Le skipper martiniquais n’est pas dans les favoris du Vendée Globe. Il s’est battu pour être au départ d’un pari qui semblait perdu il y a tout juste un an, alors que son bateau avait pris feu. Histoire d’un amoureux de la mer allant au bout de ses rêves d'aventurier.
En regardant des chiffres bruts, c’est une évidence, question expérience maritime, le garçon a de la bouteille et il a bourlingué sur toutes les mers du monde : 130 régates et courses, en multicoques et monocoques, aux quatre coins du globe. Plus de 25 victoires et 40 podiums, 135 000 milles parcourus en équipage, 20 000 en double, 22 000 en solitaire. Et pourtant rien ne le prédestine à effectuer ce tour du monde en solitaire de 21 638 milles nautiques, d’autant que le sort s’acharne sur lui l’an dernier.
Le geste de gentleman d’Erik
En octobre 2019 au Havre, Clément voit son bateau (l’ex PRB de Vincent Riou) détruit dans un incendie peu avant le départ de la Transat Jacques Vabre. Quelques jours plus tard son partenaire titre jette l’éponge et renonce au Vendée Globe. Mais sa rencontre avec Erik Nigon est ce que l'on appelle pudiquement un symbole de la solidarité des gens de mer. Les deux hommes font connaissance sur les pontons, Clément prêtant une voile à Erik qui possède lui aussi un Imoca.
Paradoxe il obtient l’autorisation d’être au départ, sur un bateau avec lequel il n’était pas inscrit à l’origine. Mais Clément a tenu bon car paradoxalement l’appel du large a été tardif chez lui.
Enfant des îles
Le garçon naît à Schœlcher en Martinique, il part en Guadeloupe à l’âge de 6 ans et commence la voile et la planche à voile à Saint-François, à l’UCPA. Mais ça ne se passe pas bien du tout au début pour le petit blondinet : "Je n’arrivais pas à revenir quand je partais au large avec ma planche mais mes frères oui.
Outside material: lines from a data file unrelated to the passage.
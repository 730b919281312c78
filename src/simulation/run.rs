//! A single animation run over a fixed route set.

use serde::{Deserialize, Serialize};
use tracing::debug;

use super::sampler::{final_positions, sample, total_duration};
use super::TickSource;
use crate::models::{Point, Route};

/// Vehicle positions at one instant of a run.
#[derive(Debug, Clone, PartialEq, Serialize, Deserialize)]
pub struct Frame {
    /// Elapsed seconds since the run started.
    pub elapsed: f64,
    /// One position per route, in route order.
    pub positions: Vec<Point>,
    /// `true` once every route has been fully traversed.
    pub finished: bool,
}

/// One animation run: a route set travelled at a constant speed.
///
/// Holds no per-frame state; frames are recomputed from the elapsed time.
///
/// # Examples
///
/// ```
/// use u_delivery::models::{Point, Route};
/// use u_delivery::simulation::{FixedStepTicks, Simulation};
///
/// let depot = Point::new(0.0, 0.0);
/// let routes = vec![Route::new(0, vec![depot, Point::new(10.0, 0.0), depot])];
/// let sim = Simulation::new(routes, 10.0).unwrap();
/// assert_eq!(sim.total_duration(), 2.0);
///
/// let mut last = None;
/// let frames = sim.run(FixedStepTicks::new(0.5).unwrap(), |f| last = Some(f.clone()));
/// assert_eq!(frames, 5);
/// assert!(last.unwrap().finished);
/// ```
#[derive(Debug, Clone)]
pub struct Simulation {
    routes: Vec<Route>,
    speed: f64,
    total_duration: f64,
}

impl Simulation {
    /// Creates a run over `routes` at `speed` distance units per second.
    ///
    /// Returns `None` if `speed` is not positive and finite. With no routes
    /// the run is finished from the start.
    pub fn new(routes: Vec<Route>, speed: f64) -> Option<Self> {
        if !speed.is_finite() || speed <= 0.0 {
            return None;
        }
        let total_duration = total_duration(&routes, speed).unwrap_or(0.0);
        Some(Self {
            routes,
            speed,
            total_duration,
        })
    }

    /// Routes being travelled.
    pub fn routes(&self) -> &[Route] {
        &self.routes
    }

    /// Vehicle speed.
    pub fn speed(&self) -> f64 {
        self.speed
    }

    /// Seconds until the longest route is complete.
    pub fn total_duration(&self) -> f64 {
        self.total_duration
    }

    /// Returns `true` if `elapsed` is at or past the end of the run.
    pub fn is_finished(&self, elapsed: f64) -> bool {
        elapsed >= self.total_duration
    }

    /// Vehicle positions at `elapsed` seconds.
    pub fn frame(&self, elapsed: f64) -> Frame {
        let finished = self.is_finished(elapsed);
        let positions = if finished {
            final_positions(&self.routes)
        } else {
            sample(&self.routes, elapsed, self.speed)
        };
        Frame {
            elapsed,
            positions,
            finished,
        }
    }

    /// Drives the run from `ticks`, passing each frame to `on_frame`.
    ///
    /// Stops after the first finished frame or when `ticks` is exhausted,
    /// and returns the number of frames emitted. Elapsed values that go
    /// backwards are held at the previous value.
    pub fn run<T, F>(&self, mut ticks: T, mut on_frame: F) -> usize
    where
        T: TickSource,
        F: FnMut(&Frame),
    {
        let mut cursor = f64::NEG_INFINITY;
        let mut emitted = 0;

        while let Some(elapsed) = ticks.next_elapsed() {
            cursor = cursor.max(elapsed);
            let frame = self.frame(cursor);
            on_frame(&frame);
            emitted += 1;

            if frame.finished {
                debug!(
                    frames = emitted,
                    elapsed = cursor,
                    "simulation run finished"
                );
                break;
            }
        }

        emitted
    }
}

#[cfg(test)]
mod tests {
    use super::*;
    use crate::simulation::FixedStepTicks;

    fn sim() -> Simulation {
        let depot = Point::new(0.0, 0.0);
        Simulation::new(
            vec![
                Route::new(0, vec![depot, Point::new(0.0, 30.0), depot]),
                Route::new(1, vec![depot, Point::new(15.0, 0.0), depot]),
            ],
            30.0,
        )
        .expect("positive speed")
    }

    #[test]
    fn test_total_duration() {
        assert!((sim().total_duration() - 2.0).abs() < 1e-10);
    }

    #[test]
    fn test_frame_positions() {
        let s = sim();
        let f = s.frame(0.5);
        assert!(!f.finished);
        assert_eq!(f.positions[0], Point::new(0.0, 15.0));
        assert_eq!(f.positions[1], Point::new(15.0, 0.0));
    }

    #[test]
    fn test_terminal_frame_at_depot() {
        let f = sim().frame(2.0);
        assert!(f.finished);
        assert_eq!(f.positions, vec![Point::origin(); 2]);
    }

    #[test]
    fn test_run_stops_after_terminal_frame() {
        let s = sim();
        let mut frames = Vec::new();
        let count = s.run(FixedStepTicks::new(0.5).expect("valid"), |f| {
            frames.push(f.clone())
        });
        assert_eq!(count, 5);
        assert_eq!(frames.len(), 5);
        assert!(frames[..4].iter().all(|f| !f.finished));
        assert!(frames[4].finished);
    }

    #[test]
    fn test_run_stops_when_ticks_exhausted() {
        let s = sim();
        let count = s.run(vec![0.0, 0.25].into_iter(), |_| {});
        assert_eq!(count, 2);
    }

    #[test]
    fn test_run_holds_cursor_on_backwards_tick() {
        let s = sim();
        let mut elapsed = Vec::new();
        s.run(vec![0.0, 1.0, 0.5, 1.5].into_iter(), |f| elapsed.push(f.elapsed));
        assert_eq!(elapsed, vec![0.0, 1.0, 1.0, 1.5]);
    }

    #[test]
    fn test_empty_simulation_finishes_immediately() {
        let s = Simulation::new(Vec::new(), 150.0).expect("positive speed");
        assert!(s.is_finished(0.0));
        let count = s.run(FixedStepTicks::new(1.0).expect("valid"), |f| {
            assert!(f.positions.is_empty())
        });
        assert_eq!(count, 1);
    }

    #[test]
    fn test_rejects_non_positive_speed() {
        let depot = Point::new(0.0, 0.0);
        let routes = vec![Route::new(0, vec![depot, Point::new(10.0, 0.0), depot])];
        for speed in [0.0, -2.5, f64::NAN, f64::INFINITY] {
            assert!(Simulation::new(routes.clone(), speed).is_none(), "accepted {speed}");
        }
        assert!(Simulation::new(vec![Route::new(0, vec![depot, depot])], 0.0).is_none());
    }

    #[test]
    fn test_zero_length_routes_finish_on_first_frame() {
        let depot = Point::new(2.0, 2.0);
        let s = Simulation::new(vec![Route::new(0, vec![depot, depot])], 150.0)
            .expect("positive speed");
        assert_eq!(s.total_duration(), 0.0);
        let count = s.run(FixedStepTicks::new(1.0).expect("valid"), |f| {
            assert!(f.finished);
            assert_eq!(f.positions, vec![depot]);
        });
        assert_eq!(count, 1);
    }
}
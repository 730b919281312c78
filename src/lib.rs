//! # u-delivery
//!
//! Delivery zoning and routing library: partitions delivery points into
//! zones, builds a closed tour per zone from a shared depot, and samples
//! vehicle positions along those tours over time.
//!
//! ## Modules
//!
//! - [`models`] — Domain model types (Point, DeliveryPoint, Centroid, Zone, Route)
//! - [`geometry`] — Euclidean distance and walking along polylines
//! - [`clustering`] — K-means zone clustering
//! - [`constructive`] — Nearest-neighbor tour construction
//! - [`simulation`] — Time-driven vehicle position sampling
//! - [`generation`] — Random delivery point generation
//! - [`dispatch`] — Staged session tying the steps together
//!
//! ## Example
//!
//! ```
//! use u_delivery::clustering::cluster;
//! use u_delivery::constructive::build_all_routes;
//! use u_delivery::generation::{generate_points, Bounds};
//! use u_delivery::random::create_rng;
//! use u_delivery::simulation::{sample, total_duration};
//!
//! let mut rng = create_rng(42);
//! let bounds = Bounds::default();
//! let points = generate_points(50, &bounds, &mut rng);
//!
//! let clustered = cluster(&points, 5, &mut rng);
//! let plan = build_all_routes(&clustered.zones, bounds.center());
//!
//! let end = total_duration(&plan.routes, 150.0).unwrap();
//! let positions = sample(&plan.routes, end, 150.0);
//! assert!(positions.iter().all(|p| *p == bounds.center()));
//! ```

pub mod clustering;
pub mod config;
pub mod constructive;
pub mod dispatch;
pub mod error;
pub mod generation;
pub mod geometry;
pub mod models;
pub mod random;
pub mod simulation;

#[cfg(feature = "wasm")]
pub mod wasm;
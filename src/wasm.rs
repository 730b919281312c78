//! Browser bindings.
//!
//! Records cross the boundary as plain JS objects with the field names of
//! the serde representations in [`crate::models`].

use wasm_bindgen::prelude::*;

use crate::generation::Bounds;
use crate::models::{DeliveryPoint, Point, Route, Zone};
use crate::random::create_rng;

/// Generates `count` random delivery points inside the padded area.
#[wasm_bindgen(js_name = generatePoints)]
pub fn generate_points(
    count: usize,
    width: f64,
    height: f64,
    margin: f64,
    seed: u64,
) -> Result<JsValue, JsValue> {
    let bounds = Bounds::new(width, height, margin);
    let points = crate::generation::generate_points(count, &bounds, &mut create_rng(seed));
    Ok(serde_wasm_bindgen::to_value(&points)?)
}

/// Clusters points into `k` zones; returns `{ zones, points, iterations, converged }`.
#[wasm_bindgen]
pub fn cluster(points: JsValue, k: usize, seed: u64) -> Result<JsValue, JsValue> {
    let points: Vec<DeliveryPoint> = serde_wasm_bindgen::from_value(points)?;
    let result = crate::clustering::cluster(&points, k, &mut create_rng(seed));
    Ok(serde_wasm_bindgen::to_value(&result)?)
}

/// Routes every zone from the depot `{ x, y }`; returns `{ routes, totalDistance }`.
#[wasm_bindgen(js_name = buildAllRoutes)]
pub fn build_all_routes(zones: JsValue, depot: JsValue) -> Result<JsValue, JsValue> {
    let zones: Vec<Zone> = serde_wasm_bindgen::from_value(zones)?;
    let depot: Point = serde_wasm_bindgen::from_value(depot)?;
    let plan = crate::constructive::build_all_routes(&zones, depot);
    Ok(serde_wasm_bindgen::to_value(&plan)?)
}

/// Vehicle positions after `elapsed` seconds at `speed`.
#[wasm_bindgen]
pub fn sample(routes: JsValue, elapsed: f64, speed: f64) -> Result<JsValue, JsValue> {
    let routes: Vec<Route> = serde_wasm_bindgen::from_value(routes)?;
    let positions = crate::simulation::sample(&routes, elapsed, speed);
    Ok(serde_wasm_bindgen::to_value(&positions)?)
}

/// Seconds until the longest route is complete; `undefined` with no routes.
#[wasm_bindgen(js_name = totalDuration)]
pub fn total_duration(routes: JsValue, speed: f64) -> Result<Option<f64>, JsValue> {
    let routes: Vec<Route> = serde_wasm_bindgen::from_value(routes)?;
    Ok(crate::simulation::total_duration(&routes, speed))
}
//! Staged dispatch session: generate → cluster → route → simulate.
//!
//! A [`Dispatcher`] owns the data of one interactive session and enforces
//! stage order. Starting an earlier stage again discards everything
//! derived from the previous run.

use rand::rngs::StdRng;
use rand::SeedableRng;
use serde::{Deserialize, Serialize};
use tracing::info;

use crate::clustering::cluster_with_limit;
use crate::config::DispatchConfig;
use crate::constructive::{build_all_routes, RoutePlan};
use crate::error::{ConfigError, DispatchError};
use crate::generation::generate_points;
use crate::models::{DeliveryPoint, Point, Zone};
use crate::random::create_rng;
use crate::simulation::Simulation;

/// Furthest completed stage of a session.
#[derive(Debug, Clone, Copy, PartialEq, Eq, Serialize, Deserialize)]
pub enum Stage {
    /// Nothing generated.
    Idle,
    /// Points exist.
    Generated,
    /// Points are labeled and zones exist.
    Clustered,
    /// Every zone has a route.
    Routed,
}

impl Stage {
    /// Human-readable status line for this stage.
    pub fn status(&self) -> &'static str {
        match self {
            Stage::Idle => "Ready to start",
            Stage::Generated => "Delivery points generated. Ready to cluster.",
            Stage::Clustered => "Clustering complete. Ready to calculate routes.",
            Stage::Routed => "Route optimization complete. Ready to simulate.",
        }
    }
}

/// An interactive delivery planning session.
///
/// # Examples
///
/// ```
/// use u_delivery::config::DispatchConfig;
/// use u_delivery::dispatch::{Dispatcher, Stage};
///
/// let config = DispatchConfig { point_count: 30, zone_count: 3, seed: Some(1), ..Default::default() };
/// let mut session = Dispatcher::new(config).unwrap();
///
/// session.generate();
/// session.cluster().unwrap();
/// let plan = session.route().unwrap();
/// assert_eq!(plan.routes.len(), 3);
/// assert_eq!(session.stage(), Stage::Routed);
///
/// let sim = session.simulation().unwrap();
/// assert!(sim.frame(sim.total_duration()).finished);
/// ```
#[derive(Debug)]
pub struct Dispatcher {
    config: DispatchConfig,
    depot: Point,
    rng: StdRng,
    points: Vec<DeliveryPoint>,
    zones: Vec<Zone>,
    plan: Option<RoutePlan>,
    stage: Stage,
}

impl Dispatcher {
    /// Starts a session. The depot is the centre of the configured bounds.
    pub fn new(config: DispatchConfig) -> Result<Self, DispatchError> {
        config.validate()?;
        let rng = match config.seed {
            Some(seed) => create_rng(seed),
            None => StdRng::from_os_rng(),
        };
        Ok(Self {
            depot: config.bounds.center(),
            config,
            rng,
            points: Vec::new(),
            zones: Vec::new(),
            plan: None,
            stage: Stage::Idle,
        })
    }

    /// Session configuration.
    pub fn config(&self) -> &DispatchConfig {
        &self.config
    }

    /// Shared start and end point of every route.
    pub fn depot(&self) -> Point {
        self.depot
    }

    /// Moves the depot; existing routes are discarded.
    pub fn set_depot(&mut self, depot: Point) {
        self.depot = depot;
        if self.plan.take().is_some() {
            self.stage = Stage::Clustered;
        }
    }

    /// Sets the number of points for the next generation.
    pub fn set_point_count(&mut self, count: usize) {
        self.config.point_count = count;
    }

    /// Sets the number of zones for the next clustering.
    pub fn set_zone_count(&mut self, k: usize) {
        self.config.zone_count = k;
    }

    /// Furthest completed stage.
    pub fn stage(&self) -> Stage {
        self.stage
    }

    /// Current delivery points, labeled once clustered.
    pub fn points(&self) -> &[DeliveryPoint] {
        &self.points
    }

    /// Zones of the last clustering.
    pub fn zones(&self) -> &[Zone] {
        &self.zones
    }

    /// Routes of the last routing run.
    pub fn plan(&self) -> Option<&RoutePlan> {
        self.plan.as_ref()
    }

    /// Replaces all points with a fresh random set.
    pub fn generate(&mut self) -> &[DeliveryPoint] {
        let points = generate_points(self.config.point_count, &self.config.bounds, &mut self.rng);
        info!(count = points.len(), "generated delivery points");
        self.load_points(points);
        &self.points
    }

    /// Replaces all points with host-supplied ones.
    pub fn load_points(&mut self, points: Vec<DeliveryPoint>) {
        self.points = points;
        self.zones.clear();
        self.plan = None;
        self.stage = if self.points.is_empty() {
            Stage::Idle
        } else {
            Stage::Generated
        };
    }

    /// Partitions the current points into the configured number of zones.
    pub fn cluster(&mut self) -> Result<&[Zone], DispatchError> {
        if self.points.is_empty() {
            return Err(DispatchError::NoPoints);
        }
        let k = self.config.zone_count;
        if k == 0 || k > self.points.len() {
            return Err(DispatchError::InvalidZoneCount {
                k,
                points: self.points.len(),
            });
        }

        let result = cluster_with_limit(&self.points, k, self.config.max_iterations, &mut self.rng);
        info!(
            zones = result.zones.len(),
            iterations = result.iterations,
            converged = result.converged,
            "clustered delivery points"
        );

        self.points = result.points;
        self.zones = result.zones;
        self.plan = None;
        self.stage = Stage::Clustered;
        Ok(&self.zones)
    }

    /// Builds one route per zone from the depot.
    pub fn route(&mut self) -> Result<&RoutePlan, DispatchError> {
        if self.zones.is_empty() {
            return Err(DispatchError::NoZones);
        }

        let plan = build_all_routes(&self.zones, self.depot);
        info!(
            routes = plan.routes.len(),
            total_distance = plan.total_distance,
            "calculated routes"
        );
        self.stage = Stage::Routed;
        Ok(&*self.plan.insert(plan))
    }

    /// Starts a simulation run over the current routes.
    ///
    /// The returned run is a snapshot; later stages do not affect it, so a
    /// host should stop sampling it once a new run is started.
    pub fn simulation(&self) -> Result<Simulation, DispatchError> {
        match &self.plan {
            Some(plan) if !plan.is_empty() => {
                Simulation::new(plan.routes.clone(), self.config.speed).ok_or_else(|| {
                    ConfigError::Invalid(format!(
                        "speed must be positive and finite, got {}",
                        self.config.speed
                    ))
                    .into()
                })
            }
            _ => Err(DispatchError::NoRoutes),
        }
    }
}

#[cfg(test)]
mod tests {
    use super::*;

    fn seeded(points: usize, zones: usize) -> Dispatcher {
        let config = DispatchConfig {
            point_count: points,
            zone_count: zones,
            seed: Some(42),
            ..Default::default()
        };
        Dispatcher::new(config).expect("valid config")
    }

    #[test]
    fn test_stage_order_enforced() {
        let mut d = seeded(10, 2);
        assert_eq!(d.stage(), Stage::Idle);
        assert!(matches!(d.cluster(), Err(DispatchError::NoPoints)));
        assert!(matches!(d.route(), Err(DispatchError::NoZones)));
        assert!(matches!(d.simulation(), Err(DispatchError::NoRoutes)));
    }

    #[test]
    fn test_full_pipeline() {
        let mut d = seeded(40, 4);
        assert_eq!(d.generate().len(), 40);
        assert_eq!(d.stage(), Stage::Generated);

        let zones = d.cluster().expect("points exist");
        assert_eq!(zones.len(), 4);
        assert!(d.points().iter().all(|p| p.zone_id.is_some()));

        let total = d.route().expect("zones exist").total_distance;
        let plan = d.plan().expect("routed");
        assert_eq!(plan.num_deliveries(), 40);
        assert!(total > 0.0);
        for r in &plan.routes {
            assert_eq!(r.start(), Some(&d.depot()));
            assert_eq!(r.end(), Some(&d.depot()));
        }

        let sim = d.simulation().expect("routes exist");
        assert_eq!(sim.routes().len(), 4);
        assert_eq!(sim.speed(), 150.0);
    }

    #[test]
    fn test_generate_supersedes_previous_run() {
        let mut d = seeded(12, 3);
        d.generate();
        d.cluster().expect("points exist");
        d.route().expect("zones exist");

        d.generate();
        assert_eq!(d.stage(), Stage::Generated);
        assert!(d.zones().is_empty());
        assert!(d.plan().is_none());
        assert!(d.points().iter().all(|p| p.zone_id.is_none()));
    }

    #[test]
    fn test_recluster_discards_routes() {
        let mut d = seeded(12, 3);
        d.generate();
        d.cluster().expect("points exist");
        d.route().expect("zones exist");
        d.set_zone_count(2);
        assert_eq!(d.cluster().expect("points exist").len(), 2);
        assert!(d.plan().is_none());
        assert!(matches!(d.simulation(), Err(DispatchError::NoRoutes)));
    }

    #[test]
    fn test_invalid_zone_count() {
        let mut d = seeded(3, 5);
        d.generate();
        assert!(matches!(
            d.cluster(),
            Err(DispatchError::InvalidZoneCount { k: 5, points: 3 })
        ));
    }

    #[test]
    fn test_load_points_and_depot() {
        let mut d = seeded(0, 1);
        d.load_points(vec![
            DeliveryPoint::new(0, 0.0, 0.0),
            DeliveryPoint::new(1, 10.0, 0.0),
            DeliveryPoint::new(2, 10.0, 10.0),
            DeliveryPoint::new(3, 0.0, 10.0),
        ]);
        d.set_depot(Point::new(5.0, 5.0));
        d.cluster().expect("points exist");
        let total = d.route().expect("zones exist").total_distance;
        assert!((total - (2.0 * 50f64.sqrt() + 30.0)).abs() < 1e-9);

        d.set_depot(Point::new(0.0, 0.0));
        assert_eq!(d.stage(), Stage::Clustered);
        assert!(d.plan().is_none());
    }

    #[test]
    fn test_same_seed_same_session() {
        let mut a = seeded(25, 3);
        let mut b = seeded(25, 3);
        a.generate();
        b.generate();
        assert_eq!(a.points(), b.points());
        a.cluster().expect("points exist");
        b.cluster().expect("points exist");
        assert_eq!(a.points(), b.points());
    }

    #[test]
    fn test_invalid_config_rejected() {
        let config = DispatchConfig {
            speed: 0.0,
            ..Default::default()
        };
        assert!(matches!(
            Dispatcher::new(config),
            Err(DispatchError::Config(_))
        ));
    }

    #[test]
    fn test_status_lines() {
        assert_eq!(Stage::Idle.status(), "Ready to start");
        assert!(Stage::Routed.status().contains("simulate"));
    }
}
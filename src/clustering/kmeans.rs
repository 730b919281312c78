//! K-means zone clustering.
//!
//! # Algorithm
//!
//! 1. Seed `k` centroids from distinct input points chosen uniformly at random.
//! 2. Assign every point to its nearest centroid (lowest id wins ties).
//! 3. Move each centroid to the mean of its members. A centroid left with
//!    no members is reseeded at a random point of the whole input.
//! 4. Repeat until an assignment pass changes nothing or the iteration
//!    ceiling is reached.
//!
//! The result is a local minimum of within-zone variance, not the global one.
//!
//! # Complexity
//!
//! O(n·k) per iteration, at most [`MAX_ITERATIONS`] iterations.
//!
//! # Reference
//!
//! Lloyd, S.P. (1982). "Least squares quantization in PCM",
//! *IEEE Transactions on Information Theory* 28(2), 129-137.

use rand::seq::index;
use rand::Rng;
use serde::{Deserialize, Serialize};
use tracing::{debug, warn};

use crate::geometry::distance;
use crate::models::{Centroid, DeliveryPoint, Point, Zone};

/// Default iteration ceiling for [`cluster`].
pub const MAX_ITERATIONS: usize = 50;

/// Output of a clustering run.
#[derive(Debug, Clone, Serialize, Deserialize)]
pub struct ClusteringResult {
    /// One zone per centroid, ordered by zone id.
    pub zones: Vec<Zone>,
    /// Copies of the input points, in input order, each carrying its zone label.
    pub points: Vec<DeliveryPoint>,
    /// Number of assignment passes performed.
    pub iterations: usize,
    /// `true` if the last assignment pass changed nothing.
    pub converged: bool,
}

/// Partitions `points` into `k` zones with at most [`MAX_ITERATIONS`] passes.
///
/// The input slice is not modified. Randomness (seeding and empty-zone
/// reseeding) is drawn from `rng`, so equal seeds give equal results.
///
/// Callers should ensure `1 <= k <= points.len()`. A `k` above the point
/// count is reduced to it; an empty input or `k == 0` yields no zones.
///
/// # Examples
///
/// ```
/// use u_delivery::clustering::cluster;
/// use u_delivery::models::DeliveryPoint;
/// use u_delivery::random::create_rng;
///
/// let points = vec![
///     DeliveryPoint::new(0, 0.0, 0.0),
///     DeliveryPoint::new(1, 1.0, 0.0),
///     DeliveryPoint::new(2, 100.0, 100.0),
///     DeliveryPoint::new(3, 101.0, 100.0),
/// ];
/// let mut rng = create_rng(42);
/// let result = cluster(&points, 2, &mut rng);
///
/// assert_eq!(result.zones.len(), 2);
/// assert_eq!(result.points[0].zone_id, result.points[1].zone_id);
/// assert_ne!(result.points[0].zone_id, result.points[2].zone_id);
/// ```
pub fn cluster<R: Rng>(points: &[DeliveryPoint], k: usize, rng: &mut R) -> ClusteringResult {
    cluster_with_limit(points, k, MAX_ITERATIONS, rng)
}

/// Partitions `points` into `k` zones with at most `max_iterations` passes.
///
/// See [`cluster`]. Hitting the ceiling is not an error; the current
/// assignment is returned with `converged == false`.
pub fn cluster_with_limit<R: Rng>(
    points: &[DeliveryPoint],
    k: usize,
    max_iterations: usize,
    rng: &mut R,
) -> ClusteringResult {
    let mut labeled: Vec<DeliveryPoint> = points
        .iter()
        .map(|p| DeliveryPoint {
            zone_id: None,
            ..p.clone()
        })
        .collect();

    let n = points.len();
    if n == 0 || k == 0 {
        return ClusteringResult {
            zones: Vec::new(),
            points: labeled,
            iterations: 0,
            converged: true,
        };
    }

    let k = if k > n {
        debug!(k, points = n, "zone count exceeds point count; reducing");
        n
    } else {
        k
    };

    let mut centroids = seed_centroids(points, k, rng);
    let mut iterations = 0;
    let mut converged = false;

    while iterations < max_iterations {
        iterations += 1;
        let changed = assign(&mut labeled, &centroids);
        debug!(iteration = iterations, changed, "k-means assignment pass");

        if !changed {
            converged = true;
            break;
        }
        centroids = update_centroids(&labeled, k, rng);
    }

    if !converged {
        warn!(
            max_iterations,
            k,
            points = n,
            "k-means stopped at iteration ceiling without converging"
        );
    }

    let zones = centroids
        .iter()
        .map(|c| {
            let members = labeled
                .iter()
                .filter(|p| p.zone_id == Some(c.id))
                .cloned()
                .collect();
            Zone::new(c.id, *c, members)
        })
        .collect();

    ClusteringResult {
        zones,
        points: labeled,
        iterations,
        converged,
    }
}

/// Picks `k` distinct input points as initial centroids `0..k`.
fn seed_centroids<R: Rng>(points: &[DeliveryPoint], k: usize, rng: &mut R) -> Vec<Centroid> {
    index::sample(rng, points.len(), k)
        .iter()
        .enumerate()
        .map(|(id, idx)| Centroid::new(id, points[idx].position()))
        .collect()
}

/// Index of the nearest centroid; the first minimum in id order wins.
fn nearest_centroid(p: &Point, centroids: &[Centroid]) -> Option<usize> {
    let mut best: Option<(usize, f64)> = None;
    for c in centroids {
        let d = distance(p, &c.position());
        match best {
            Some((_, best_d)) if d >= best_d => {}
            _ => best = Some((c.id, d)),
        }
    }
    best.map(|(id, _)| id)
}

/// Relabels every point; returns `true` if any label changed.
fn assign(points: &mut [DeliveryPoint], centroids: &[Centroid]) -> bool {
    let mut changed = false;
    for p in points.iter_mut() {
        let zone = nearest_centroid(&p.position(), centroids);
        if p.zone_id != zone {
            changed = true;
            p.zone_id = zone;
        }
    }
    changed
}

/// Recomputes each centroid as the mean of its members.
fn update_centroids<R: Rng>(points: &[DeliveryPoint], k: usize, rng: &mut R) -> Vec<Centroid> {
    let mut sums = vec![(0.0_f64, 0.0_f64, 0_usize); k];
    for p in points {
        if let Some(z) = p.zone_id {
            let s = &mut sums[z];
            s.0 += p.x;
            s.1 += p.y;
            s.2 += 1;
        }
    }

    sums.into_iter()
        .enumerate()
        .map(|(id, (sx, sy, count))| {
            if count > 0 {
                Centroid::new(id, Point::new(sx / count as f64, sy / count as f64))
            } else {
                // Drawn from the full input, not only unassigned points.
                let idx = rng.random_range(0..points.len());
                debug!(zone = id, reseed_point = points[idx].id, "reseeding empty zone");
                Centroid::new(id, points[idx].position())
            }
        })
        .collect()
}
Ça m’a traumatisé, j’ai arrêté un an ou deux et j’ai repris doucement. "
"Au Moule mais surtout à la Pointe des Châteaux, je me régalais, surtout à l’Anse à la Gourde près de la barrière de corail quand les houles de Nord rentraient avec les cyclones c’était pas mal, confie-t-il. J’avais gagné deux compétitions de longboard et on m’avait sollicité pour rentrer en équipe de Guadeloupe. Mais ça ne s’est pas fait."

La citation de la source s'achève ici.